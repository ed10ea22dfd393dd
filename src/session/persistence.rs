use serde_json::{Map, Value};
use tracing::{debug, info};

use super::Session;
use crate::entity::{entity_key, Document, Entity};
use crate::error::OdmError;
use crate::store::{DocumentStore, WriteOperation};

fn id_filter(id: &str) -> Map<String, Value> {
    let mut filter = Map::new();
    filter.insert("_id".to_string(), Value::String(id.to_string()));
    filter
}

impl<S: DocumentStore> Session<S> {
    /// Persist plain attribute changes: the whole document for an unsaved
    /// entity, otherwise the minimal `$set`/`$unset` for what changed.
    ///
    /// Anything retained from a failed flush is covered by the same write.
    /// Fails with `ContextOpen` while a context is open for the entity.
    pub fn save<D: Document>(&mut self, doc: &mut D) -> Result<(), OdmError> {
        let key = entity_key(doc);
        self.ensure_idle(&key)?;
        let (target, scoped) = self.scoped_target::<D>(Some(&key), None);

        let operation = if doc.entity().is_persisted() {
            let queue = doc.entity().dirty().operators(doc.entity().fields());
            if queue.is_empty() {
                debug!(entity = %key, "nothing to save");
                return Ok(());
            }
            WriteOperation::UpdateById {
                id: doc.entity().id().to_string(),
                operators: queue.to_wire_operators(),
            }
        } else {
            WriteOperation::Insert {
                document: doc.entity().document(),
            }
        };

        info!(entity = %key, target = %target, write = operation.kind(), "saving");
        self.submit(&target, scoped.as_ref(), operation)?;
        self.settle(&key, doc);
        Ok(())
    }

    /// Write every field with `upsert({_id}, {$set: fields})`.
    pub fn upsert<D: Document>(&mut self, doc: &mut D) -> Result<(), OdmError> {
        let key = entity_key(doc);
        self.ensure_idle(&key)?;
        let (target, scoped) = self.scoped_target::<D>(Some(&key), None);

        let mut operators = Map::new();
        operators.insert(
            "$set".to_string(),
            Value::Object(doc.entity().fields().clone()),
        );
        let operation = WriteOperation::Upsert {
            filter: id_filter(doc.entity().id()),
            operators,
        };

        info!(entity = %key, target = %target, write = operation.kind(), "upserting");
        self.submit(&target, scoped.as_ref(), operation)?;
        self.settle(&key, doc);
        Ok(())
    }

    /// Remove the stored document. The entity stays in memory, unsaved.
    pub fn delete<D: Document>(&mut self, doc: &mut D) -> Result<(), OdmError> {
        let key = entity_key(doc);
        self.ensure_idle(&key)?;
        let (target, scoped) = self.scoped_target::<D>(Some(&key), None);
        let operation = WriteOperation::Delete {
            filter: id_filter(doc.entity().id()),
        };

        info!(entity = %key, target = %target, write = operation.kind(), "deleting");
        self.submit(&target, scoped.as_ref(), operation)?;
        doc.entity_mut().mark_removed();
        if let Some(stack) = self.stacks.get_mut(&key) {
            stack.take_retained();
        }
        self.drop_idle(&key);
        Ok(())
    }

    /// Load a document of model `D` by id through the resolved target.
    pub fn find<D: Document + Default>(&self, id: &str) -> Result<Option<D>, OdmError> {
        let key = format!("{}:{}", D::COLLECTION, id);
        let (target, scoped) = self.scoped_target::<D>(Some(&key), None);

        let found = match scoped {
            Some(client) => self.store.find_by_id(&client, &target, id)?,
            None => {
                let client = self.store.resolve_client(&target.client)?;
                let result = self.store.find_by_id(&client, &target, id);
                self.store.release_client(&client);
                result?
            }
        };
        debug!(entity = %key, target = %target, found = found.is_some(), "find");

        found
            .map(|document| {
                let mut doc = D::default();
                *doc.entity_mut() = Entity::from_document(document)?;
                Ok::<D, OdmError>(doc)
            })
            .transpose()
    }

    fn ensure_idle(&self, key: &str) -> Result<(), OdmError> {
        match self.stacks.get(key) {
            Some(stack) if stack.depth() > 0 => Err(OdmError::ContextOpen(key.to_string())),
            _ => Ok(()),
        }
    }

    fn settle<D: Document>(&mut self, key: &str, doc: &mut D) {
        let entity = doc.entity_mut();
        entity.mark_persisted();
        entity.clear_changes(None);
        if let Some(stack) = self.stacks.get_mut(key) {
            stack.take_retained();
        }
        self.drop_idle(key);
    }
}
——————
* [WHAT YOU WILL DO] Show every line from the listing that contains "with".

* [RESPONSE FOR THIS EXERCISE]
    /// Fails with `ContextOpen` while a context is open for the entity.
    /// Write every field with `upsert({_id}, {$set: fields})`.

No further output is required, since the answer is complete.